John Cornforth FRS
Sir John Cornforth (1917-2013) was an Australian–British chemist whose life and career were shaped by a hearing disorder that left him profoundly deaf by the age of 20. In 1975, he received a Nobel Prize for his work on the stereochemistry of enzyme-catalysed reactions.
Birth of a chemist
Sir John Cornforth was born in 1917 in Sydney, Australia, the son of a British Classics teacher and an Australian nurse. At just ten years old he was diagnosed with otosclerosis, a progressive condition where the bones in the middle ear become deformed and stop transmitting sound.
An academically gifted student, Cornforth had aspired from an early age to become a teacher or a barrister. However, the knowledge that he was likely to eventually lose his hearing completely led him to instead consider professions in which deafness would present fewer challenges.
He became captivated by chemistry as a pupil at Sydney Boys' High School, inspired by his teacher Leonard ("Len") Basser. With his hearing already deteriorating, Cornforth relished the impact on his other senses of "the beauties of crystals and distilled liquids, the colours of dyes, and smells both good and bad."
After graduating from high school at the top of his class, Cornforth went to the University of Sydney to study for a Bachelor of Science degree. Unable to hear much during lectures, he focused on reading original research literature and was shocked to discover that much of what he had been taught up until that point had not been entirely correct. During an interview in 2002, he explained how he subsequently relied exclusively on primary resources, adding: "I don't believe a word I ever read in any textbook."
Meeting Rita
It was as an undergraduate that Cornforth embarked on his hugely productive lifelong partnership with his fellow undergraduate Rita Harradence, an exceptionally bright student who, like Cornforth, had been drawn to chemistry by an inspirational teacher at her school.

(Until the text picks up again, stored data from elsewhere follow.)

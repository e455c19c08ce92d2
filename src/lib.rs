//! BoxscoreDB - a paged game-record store with B+ tree secondary indexes.
//!
//! # Architecture
//! ```text
//! ┌─────────────────────────────────────────────────────────────────┐
//! │                           BoxscoreDB                            │
//! ├─────────────────────────────────────────────────────────────────┤
//! │  ┌─────────────────────────────────────────────────────────┐   │
//! │  │                Facade (database/)                        │   │
//! │  │     Database: locks + record resolution + counters      │   │
//! │  └─────────────────────────────────────────────────────────┘   │
//! │                              ↓                                  │
//! │  ┌─────────────────────────────────────────────────────────┐   │
//! │  │              Deletion Layer (deletion/)                  │   │
//! │  │   TombstoneMap + linear scan  ←─vs─→  index range scan   │   │
//! │  └─────────────────────────────────────────────────────────┘   │
//! │                              ↓                                  │
//! │  ┌─────────────────────────────────────────────────────────┐   │
//! │  │                Index Layer (index/)                      │   │
//! │  │   IndexManager: team id | points | FG% | FT% | date      │   │
//! │  │          each a BPlusTree<K> over record Locations       │   │
//! │  └─────────────────────────────────────────────────────────┘   │
//! │                              ↓                                  │
//! │  ┌─────────────────────────────────────────────────────────┐   │
//! │  │               Storage Layer (storage/)                   │   │
//! │  │  GameRecord → Page (4KB) → PageStore → DatabaseFile      │   │
//! │  │              loader: tab-separated input                 │   │
//! │  └─────────────────────────────────────────────────────────┘   │
//! └─────────────────────────────────────────────────────────────────┘
//! ```
//!
//! # Modules
//! - [`common`] - Shared primitives (PageId, Location, Error, config)
//! - [`storage`] - Records, pages and the database file
//! - [`index`] - B+ trees and the attribute indexes
//! - [`deletion`] - Tombstones and threshold deletion
//!
//! # Quick Start
//! ```no_run
//! use boxscoredb::Database;
//!
//! let db = Database::new();
//! db.load_from_text_file("games.txt").unwrap();
//! db.build_indexes();
//!
//! let lakers = db.search_by_team_id(1610612747);
//! let stats = db.delete_ft_pct_above_indexed(0.9);
//! db.rebuild_indexes_skipping_deleted();
//! db.write_to_disk("games.db").unwrap();
//! ```

pub mod common;
pub mod deletion;
pub mod index;
pub mod storage;

mod database;

// Re-export commonly used items at crate root for convenience
pub use common::config::PAGE_SIZE;
pub use common::{Error, Location, PageId, Result};

pub use database::{Database, QueryStats, QueryStatsSnapshot, StorageStatistics};
pub use deletion::{DeletionStats, Strategy};
pub use index::{IndexManager, Percentage};
pub use storage::page::{Page, PageHeader};
pub use storage::{DatabaseFile, GameDate, GameRecord, LoadReport, PageStore};
//! Page types and layout.
//!
//! This module contains:
//! - [`Page`] - The 4KB arena of packed records
//! - [`PageHeader`] - Metadata written in front of every page image

#[allow(clippy::module_inception)]
mod page;
mod page_header;

pub use page::Page;
pub use page_header::PageHeader;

Having taught himself how to blow glass while conducting early experiments in his mother's laundry room, Cornforth was by then quite an accomplished glassblower – a useful skill at a time when glass laboratory equipment was often difficult to get hold of. When Harradence approached Cornforth to repair a broken Claisen flask, they bonded over a shared love of organic chemistry.
The pair soon became inseparable. As Cornforth's hearing continued to worsen, Harradence became increasingly adept at helping him to communicate. By the time the pair married two years later, Cornforth was completely deaf. Rita remained by his side throughout his career, acting as his 'ears' during scientific meetings and, as he acknowledged in his Nobel Prize acceptance speech many years later: "[easing] for me beyond measure the difficulties of communication that accompany deafness."
The cholesterol and penicillin years
With no facility available at the time in Australia to study for a PhD in chemistry, Cornforth was keen to pursue his studies abroad. Upon his receipt of an 1851 Exhibition Overseas Scholarship, he moved to the University of Oxford, where British chemist Sir Robert Robinson was working to synthesise cholesterol (a type of steroid that was in high demand but short supply, due to the complexity of its natural extraction process).
Cornforth joined Robinson's team in 1939, along with Harradence who had independently won the same scholarship. During the war, their efforts into steroid synthesis were halted to focus on the potential for mass production of the new 'miracle drug' Penicillin. Cornforth's significant contribution to the programme involved successfully synthesising D-penicillamine, a fragment representing nearly half the entire molecule.
In 1946, with the war over, Cornforth joined the Medical Research Council (MRC) to continue his earlier work on cholesterol. Working out of the National Institute for Medical Research (NIMR), in 1951 Cornforth became the first person in history to complete the total synthesis of a non-aromatic steroid.
A biological connection
Cornforth's exploration of the biological aspects of chemistry continued at the NIMR. He began a successful collaboration with Hungarian biologist George Popják, with whom he became a co-director of the Shell Milstead Laboratory of Chemical Enzymology. It was here, at a site known colloquially as the 'PopCorn' labs, that Cornforth turned his focus towards the three-dimensional structure ("stereochemistry") of enzyme-catalysed reactions.
This research, which paved the way for the development of modern cholesterol-lowering drugs, resulted in Cornforth being awarded the 1975 Nobel Prize for Chemistry alongside Vladimir Prelog. The press release that accompanied the award stated simply: "This subject is difficult to explain to the layman."
Cornforth left Milstead in 1975, to become Royal Society Research Professor at the University of Sussex, where he continued to work until he was nearly 90 years of age. He died in 2013, leaving an extraordinary academic legacy that will undoubtedly continue to inspire students of chemistry for many years to come.